Theresa May’s launch of a review into university funding shows she has her priorities all wrong, says the Sun. It is true that the funding system for higher education ‘is broken’. ‘But it is nowhere near a priority for Britain, Theresa May or the Tories,’ according to the paper. Yes, ‘some fees should be slashed’. And yes, ‘many courses are pointless’. But the Prime Minister is merely ‘tinkering’ in a bid to match Corbyn’s ‘economically insane’ promise of free tuition. She should stop doing so now, says the Sun, which calls her promised shake-up ‘a distraction from what really matters to millennials’: the ‘dire shortage’ of homes. ‘Suffocating planning rules, sluggish developers and NIMBYs’ should be the Tories’ target – not tuition fees, the paper concludes.
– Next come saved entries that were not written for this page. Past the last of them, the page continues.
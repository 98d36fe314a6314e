use crate::api::{ApiClient, PostDraft};
use crate::commands::Command;
use crate::config::Config;
use crate::db::Database;
use crate::fetch::HttpFetcher;
use crate::notify::{
  ClickOutcome, ConfiguredPushManager, Notification, NotificationPlatform, StdinPrompt,
  TerminalClients, TerminalNotifier,
};
use crate::page::{FeedQuery, FeedSource};
use crate::store::open_feed_store;
use crate::sync::{spawn_watcher, ConnectivityProbe, SubmitOutcome};
use crate::worker::{Dispatcher, Event, EventLoop, EventOutcome, WorkerContext};
use color_eyre::{eyre::eyre, Result};
use std::path::Path;
use std::sync::Arc;
use std::time::Duration;
use tracing::info;

const TICK: Duration = Duration::from_millis(50);

/// Main application state
pub struct App {
  /// Shared worker state: store, caches, sync and notifications
  ctx: Arc<WorkerContext>,

  dispatcher: Arc<Dispatcher>,
}

impl App {
  pub async fn new(config: Config, data_dir: &Path) -> Result<Self> {
    let db = Arc::new(Database::open(&data_dir.join("platform.db"))?);
    let store = Arc::new(open_feed_store(data_dir, &config.store));

    let fetcher = HttpFetcher::new()?;
    let api = ApiClient::new(&config.api, fetcher.client().clone())?;

    let platform = NotificationPlatform {
      prompt: Arc::new(StdinPrompt::new(Arc::clone(&db), config.api.origin.clone())),
      push: Arc::new(ConfiguredPushManager::new(Arc::clone(&db), config.push.clone())),
      notifier: Arc::new(TerminalNotifier),
      clients: Arc::new(TerminalClients),
    };

    let ctx = Arc::new(WorkerContext::new(
      config,
      db,
      store,
      Arc::new(fetcher),
      Arc::new(api),
      platform,
    )?);
    let dispatcher = Arc::new(ctx.dispatcher());

    Ok(Self { ctx, dispatcher })
  }

  pub async fn run(&self, command: Command) -> Result<()> {
    match command {
      Command::Install => match self.dispatch(Event::Install).await? {
        EventOutcome::Installed(count) => println!("Precached {} resources", count),
        other => return Err(unexpected(other)),
      },
      Command::Activate => match self.dispatch(Event::Activate).await? {
        EventOutcome::Activated(removed) if removed.is_empty() => println!("No old caches"),
        EventOutcome::Activated(removed) => {
          for name in removed {
            println!("Removed cache {}", name);
          }
        }
        other => return Err(unexpected(other)),
      },
      Command::Fetch { url, html } => self.fetch(&url, html).await?,
      Command::Feed => self.feed().await?,
      Command::Post {
        title,
        location,
        image,
        lat,
        lng,
        defer,
      } => {
        let mut draft = PostDraft::new(title, location);
        if let Some(path) = image {
          let bytes = tokio::fs::read(&path)
            .await
            .map_err(|e| eyre!("Failed to read image {}: {}", path.display(), e))?;
          draft = draft.with_image(bytes);
        }
        if let (Some(lat), Some(lng)) = (lat, lng) {
          draft = draft.with_coordinates(lat, lng);
        }
        self.post(draft, defer).await?;
      }
      Command::Queue => {
        let pending = self.ctx.coordinator.pending()?;
        if pending.is_empty() {
          println!("Nothing queued");
        }
        for write in pending {
          println!("{}  {} ({})", write.id, write.title, write.location);
        }
      }
      Command::Sync => self.sync().await?,
      Command::Watch => self.watch().await?,
      Command::Trim => {
        let removed = self.ctx.engine.trim_dynamic()?;
        println!("Trimmed {} entries", removed);
      }
      Command::Subscribe => {
        let state = self.ctx.reconciler.request_and_subscribe().await?;
        println!("Subscription: {:?}", state);
      }
      Command::Push {
        payload,
        click,
        click_body,
      } => self.push(payload, click, click_body).await?,
    }
    Ok(())
  }

  async fn dispatch(&self, event: Event) -> Result<EventOutcome> {
    Ok(self.dispatcher.dispatch(event).await?)
  }

  async fn fetch(&self, target: &str, html: bool) -> Result<()> {
    let mut request = self.ctx.engine.request(target)?;
    if html {
      request = request.with_header("Accept", "text/html");
    }
    let EventOutcome::Response(mut response) = self.dispatch(Event::Fetch(request)).await? else {
      return Err(eyre!("Fetch was not handled"));
    };
    println!("{} {}", response.status(), response.url());
    println!("{}", response.text()?);
    Ok(())
  }

  async fn feed(&self) -> Result<()> {
    let request = self.ctx.engine.request(&self.ctx.config.api.posts_path)?;
    let mut query = FeedQuery::for_worker(
      Arc::clone(&self.ctx.store),
      Arc::clone(&self.dispatcher),
      request,
    );
    query.fetch();

    let mut ticker = tokio::time::interval(TICK);
    loop {
      ticker.tick().await;
      if query.poll() {
        if let Some(view) = query.view() {
          let source = match view.source {
            FeedSource::Cache => "cache",
            FeedSource::Network => "network",
          };
          println!("-- {} posts from {} --", view.posts.len(), source);
          for post in &view.posts {
            println!("{}  {} ({})", post.id, post.title, post.location);
          }
        }
      }
      if !query.is_loading() {
        break;
      }
    }

    match (query.view(), query.error()) {
      (None, Some(e)) => Err(eyre!("Feed unavailable: {}", e)),
      (Some(_), Some(e)) => {
        println!("(offline: {})", e);
        Ok(())
      }
      _ => Ok(()),
    }
  }

  async fn post(&self, draft: PostDraft, defer: bool) -> Result<()> {
    let coordinator = &self.ctx.coordinator;
    let outcome = if defer || self.ctx.config.sync.prefer_deferred {
      coordinator.defer(draft).await?
    } else {
      coordinator.submit(draft).await?
    };

    match outcome {
      SubmitOutcome::Created(post) => println!("Created post {}", post.id),
      SubmitOutcome::Queued(id) => println!("Your post was saved for syncing ({})", id),
    }
    Ok(())
  }

  async fn sync(&self) -> Result<()> {
    let Some(registry) = &self.ctx.registry else {
      return Err(eyre!("Background sync is disabled"));
    };
    let tags = registry.pending()?;
    if tags.is_empty() {
      println!("Nothing to sync");
    }
    for tag in tags {
      match self.dispatch(Event::Sync { tag: tag.clone() }).await? {
        EventOutcome::Synced(report) => {
          println!("{}: {} submitted, {} failed", tag, report.confirmed, report.failed)
        }
        other => return Err(unexpected(other)),
      }
    }
    Ok(())
  }

  async fn watch(&self) -> Result<()> {
    let Some(registry) = self.ctx.registry.clone() else {
      return Err(eyre!("Background sync is disabled"));
    };
    let origin = self.ctx.engine.origin().clone();
    let probe = ConnectivityProbe::new(Arc::clone(&self.ctx.fetcher), origin);
    let interval = Duration::from_secs(self.ctx.config.sync.probe_interval_secs.max(1));

    let (tx, event_loop) = EventLoop::channel();
    let watcher = spawn_watcher(probe, registry, interval, tx);
    info!(?interval, "Watching connectivity");
    println!("Watching for connectivity, Ctrl-C to stop");

    tokio::select! {
      _ = event_loop.run(Arc::clone(&self.dispatcher)) => {}
      result = tokio::signal::ctrl_c() => result?,
    }
    watcher.abort();
    Ok(())
  }

  async fn push(
    &self,
    payload: Option<String>,
    click: Option<String>,
    click_body: bool,
  ) -> Result<()> {
    let event = Event::Push {
      payload: payload.map(|p| p.into_bytes().into()),
    };
    let notification = match self.dispatch(event).await? {
      EventOutcome::Shown(notification) => notification,
      other => return Err(unexpected(other)),
    };

    if click.is_some() || click_body {
      self.click(notification, click).await?;
    }
    Ok(())
  }

  async fn click(&self, notification: Notification, action: Option<String>) -> Result<()> {
    let event = Event::NotificationClick {
      notification,
      action,
    };
    match self.dispatch(event).await? {
      EventOutcome::Clicked(ClickOutcome::Dismissed) => println!("Dismissed"),
      EventOutcome::Clicked(ClickOutcome::Focused { client, url }) => {
        println!("Focused window {} at {}", client, url)
      }
      EventOutcome::Clicked(ClickOutcome::Opened { url }) => println!("Opened {}", url),
      other => return Err(unexpected(other)),
    }
    Ok(())
  }
}

fn unexpected(outcome: EventOutcome) -> color_eyre::Report {
  eyre!("Unexpected worker outcome: {:?}", outcome)
}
Meanwhile, the Daily Telegraph adds to the pressure on Jeremy Corbyn over his alleged meetings with a former Czech agent. Despite the ‘shrug of indifference’ which has, for the most part, greeted this story, Corbyn – and John McDonnell – should not ‘escape the scrutiny’ that such alleged contact with foreign diplomats should mean. After all, Corbyn ‘aspires to be the Prime Minister’. This means that Britain ‘is entitled…to ask questions about (his) character’. ‘Imagine’ for instance, says the Telegraph, that a Tory leader had been accused of contact with an ‘apartheid-era South African spy’. The screams for an inquiry from Labour would be deafening. So, if Corbyn has nothing to hide from his meeting with Jan Sarkocy, a former Czech spy, then the Labour leader ‘would agree’ to the publications of ‘his Cold War files held in the archives of the various Iron Curtain security agencies’. ‘Mr Corbyn needs to explain himself,’ the Telegraph concludes.
John McDonnell’s hint that some investors in private finance initiative could lose out under a Labour government is an ‘own goal’, says the Times. There is no doubt that this policy is a ‘punitive’ one and has little to do with ‘economic management’, says the paper. We should remember, says the Times, that this plan is being proposed by a politician who ‘named Marx, Lenin and Trotsky as his ‘most significant influences’. In light of this, ‘even raising the possibility that the state might not compensate investors in PFI deals makes a perverse ideological sense’. Yet for all the ‘problems with PFIs’, such a plan would be a big mistake. While many would find it hard to feel sorry for investors in unpopular PFI deals losing out, it would ‘make any future public-private partnership more expensive for taxpayers’ in the long-term. ‘Labour’s policies are a threat to property and prosperity’, says the Times.